▶ INPUT DATA
╔══
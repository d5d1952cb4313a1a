// RUNTIME PREFERENCES (User Experience)

use serde::{Deserialize, Serialize};
use std::env;
use std::path::PathBuf;
use std::str::FromStr;

/// Read and parse an environment variable, falling back to `default` when
/// it is unset or unparsable.
fn env_or<T: FromStr>(name: &str, default: T) -> T {
    env::var(name)
        .ok()
        .and_then(|v| v.parse().ok())
        .unwrap_or(default)
}

#[derive(Debug, Clone, Serialize, Deserialize)]
pub struct FileProcessorPreferences {
    /// Reject inputs that do not carry the dialect source extension
    pub require_source_extension: bool,

    /// Whether to log timing for each file read
    pub enable_performance_logging: bool,
}

impl Default for FileProcessorPreferences {
    fn default() -> Self {
        Self {
            require_source_extension: env_or(env_vars::REQUIRE_SOURCE_EXTENSION, true),
            enable_performance_logging: env_or(env_vars::ENABLE_PERFORMANCE_LOGGING, true),
        }
    }
}

#[derive(Debug, Clone, Serialize, Deserialize)]
pub struct LexicalPreferences {
    /// Whether to collect per-category token counts
    pub collect_detailed_metrics: bool,

    /// Whether to log each collected multi-line string
    pub log_multiline_strings: bool,

    /// Whether to show position information in error messages
    pub include_position_in_errors: bool,
}

impl Default for LexicalPreferences {
    fn default() -> Self {
        Self {
            collect_detailed_metrics: env_or(env_vars::LEXICAL_DETAILED_METRICS, true),
            log_multiline_strings: env_or(env_vars::LEXICAL_LOG_MULTILINE, false),
            include_position_in_errors: env_or(env_vars::LEXICAL_INCLUDE_POSITIONS, true),
        }
    }
}

#[derive(Debug, Clone, Serialize, Deserialize)]
pub struct TranslationPreferences {
    /// Extension (without dot) of dialect source files
    pub source_extension: String,

    /// Extension (without dot) of generated files
    pub target_extension: String,

    /// Name of the output directory created under the project root
    pub output_dir_name: String,

    /// Module imported by the preamble of every generated file
    pub runtime_module: String,

    /// Optional keyword table replacing or extending the built-in one
    pub keyword_table_path: Option<PathBuf>,
}

impl Default for TranslationPreferences {
    fn default() -> Self {
        Self {
            source_extension: env_or(env_vars::SOURCE_EXTENSION, "pyzh".to_string()),
            target_extension: env_or(env_vars::TARGET_EXTENSION, "py".to_string()),
            output_dir_name: env_or(env_vars::OUTPUT_DIR_NAME, "生成".to_string()),
            runtime_module: env_or(env_vars::RUNTIME_MODULE, "python内建函数".to_string()),
            keyword_table_path: env::var_os(env_vars::KEYWORD_TABLE).map(PathBuf::from),
        }
    }
}

#[derive(Debug, Clone, Serialize, Deserialize)]
pub struct LoggingPreferences {
    /// Whether to emit JSON lines instead of plain text
    pub use_structured_logging: bool,

    /// Whether to echo non-error events to the console
    pub enable_console_logging: bool,

    pub min_log_level: LogLevel,

    /// Whether to include timing events in logs
    pub log_performance_events: bool,

    /// Whether to print the cargo-style error summary
    pub enable_cargo_style_output: bool,
}

impl Default for LoggingPreferences {
    fn default() -> Self {
        Self {
            use_structured_logging: env_or(env_vars::LOGGING_USE_STRUCTURED, false),
            enable_console_logging: env_or(env_vars::LOGGING_ENABLE_CONSOLE, false),
            min_log_level: env::var(env_vars::LOGGING_MIN_LEVEL)
                .ok()
                .and_then(|v| parse_log_level(&v))
                .unwrap_or(LogLevel::Info),
            log_performance_events: env_or(env_vars::LOGGING_LOG_PERFORMANCE, true),
            enable_cargo_style_output: env_or(env_vars::LOGGING_CARGO_STYLE, true),
        }
    }
}

#[derive(Debug, Clone, Copy, PartialEq, Eq, PartialOrd, Ord, Serialize, Deserialize)]
pub enum LogLevel {
    Error = 0,
    Warning = 1,
    Info = 2,
    Debug = 3,
}

impl LogLevel {
    pub fn as_str(&self) -> &'static str {
        match self {
            LogLevel::Error => "ERROR",
            LogLevel::Warning => "WARN",
            LogLevel::Info => "INFO",
            LogLevel::Debug => "DEBUG",
        }
    }

    pub fn to_events_log_level(&self) -> crate::logging::events::LogLevel {
        match self {
            LogLevel::Error => crate::logging::events::LogLevel::Error,
            LogLevel::Warning => crate::logging::events::LogLevel::Warning,
            LogLevel::Info => crate::logging::events::LogLevel::Info,
            LogLevel::Debug => crate::logging::events::LogLevel::Debug,
        }
    }
}

/// Parse log level from string (used for environment variables)
pub fn parse_log_level(level: &str) -> Option<LogLevel> {
    match level.to_lowercase().as_str() {
        "error" | "0" => Some(LogLevel::Error),
        "warning" | "warn" | "1" => Some(LogLevel::Warning),
        "info" | "2" => Some(LogLevel::Info),
        "debug" | "3" => Some(LogLevel::Debug),
        _ => None,
    }
}

#[derive(Debug, Clone, Default, Serialize, Deserialize)]
pub struct RuntimeConfig {
    pub file_processor: FileProcessorPreferences,
    pub lexical: LexicalPreferences,
    pub translation: TranslationPreferences,
    pub logging: LoggingPreferences,
}

impl RuntimeConfig {
    /// Snapshot of the current environment
    pub fn from_env() -> Self {
        Self::default()
    }
}

/// Environment variable names for configuration
pub mod env_vars {
    // File processor
    pub const REQUIRE_SOURCE_EXTENSION: &str = "PYZH_REQUIRE_SOURCE_EXTENSION";
    pub const ENABLE_PERFORMANCE_LOGGING: &str = "PYZH_ENABLE_PERFORMANCE_LOGGING";

    // Lexical
    pub const LEXICAL_DETAILED_METRICS: &str = "PYZH_LEXICAL_DETAILED_METRICS";
    pub const LEXICAL_LOG_MULTILINE: &str = "PYZH_LEXICAL_LOG_MULTILINE";
    pub const LEXICAL_INCLUDE_POSITIONS: &str = "PYZH_LEXICAL_INCLUDE_POSITIONS";

    // Translation
    pub const SOURCE_EXTENSION: &str = "PYZH_SOURCE_EXTENSION";
    pub const TARGET_EXTENSION: &str = "PYZH_TARGET_EXTENSION";
    pub const OUTPUT_DIR_NAME: &str = "PYZH_OUTPUT_DIR";
    pub const RUNTIME_MODULE: &str = "PYZH_RUNTIME_MODULE";
    pub const KEYWORD_TABLE: &str = "PYZH_KEYWORD_TABLE";

    // Logging
    pub const LOGGING_USE_STRUCTURED: &str = "PYZH_LOGGING_USE_STRUCTURED";
    pub const LOGGING_ENABLE_CONSOLE: &str = "PYZH_LOGGING_ENABLE_CONSOLE";
    pub const LOGGING_MIN_LEVEL: &str = "PYZH_LOGGING_MIN_LEVEL";
    pub const LOGGING_LOG_PERFORMANCE: &str = "PYZH_LOGGING_LOG_PERFORMANCE";
    pub const LOGGING_CARGO_STYLE: &str = "PYZH_LOGGING_CARGO_STYLE";
}

#[cfg(test)]
mod tests {
    use super::*;

    #[test]
    fn test_log_level_parsing() {
        assert_eq!(parse_log_level("error"), Some(LogLevel::Error));
        assert_eq!(parse_log_level("ERROR"), Some(LogLevel::Error));
        assert_eq!(parse_log_level("0"), Some(LogLevel::Error));
        assert_eq!(parse_log_level("warn"), Some(LogLevel::Warning));
        assert_eq!(parse_log_level("warning"), Some(LogLevel::Warning));
        assert_eq!(parse_log_level("info"), Some(LogLevel::Info));
        assert_eq!(parse_log_level("debug"), Some(LogLevel::Debug));
        assert_eq!(parse_log_level("3"), Some(LogLevel::Debug));
        assert_eq!(parse_log_level("verbose"), None);
    }

    #[test]
    fn test_env_or_falls_back_on_unset_variable() {
        let value: usize = env_or("PYZH_TEST_UNSET_VARIABLE_FOR_DEFAULTS", 7);
        assert_eq!(value, 7);
    }

    #[test]
    fn test_log_level_ordering() {
        assert!(LogLevel::Error < LogLevel::Warning);
        assert!(LogLevel::Info < LogLevel::Debug);
    }
}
╚══
▶ EXERCISE AIM
Take every line above where "RuntimeConfig" appears and copy it.

▶ EXERCISE RESPONSE
pub struct RuntimeConfig {
impl RuntimeConfig {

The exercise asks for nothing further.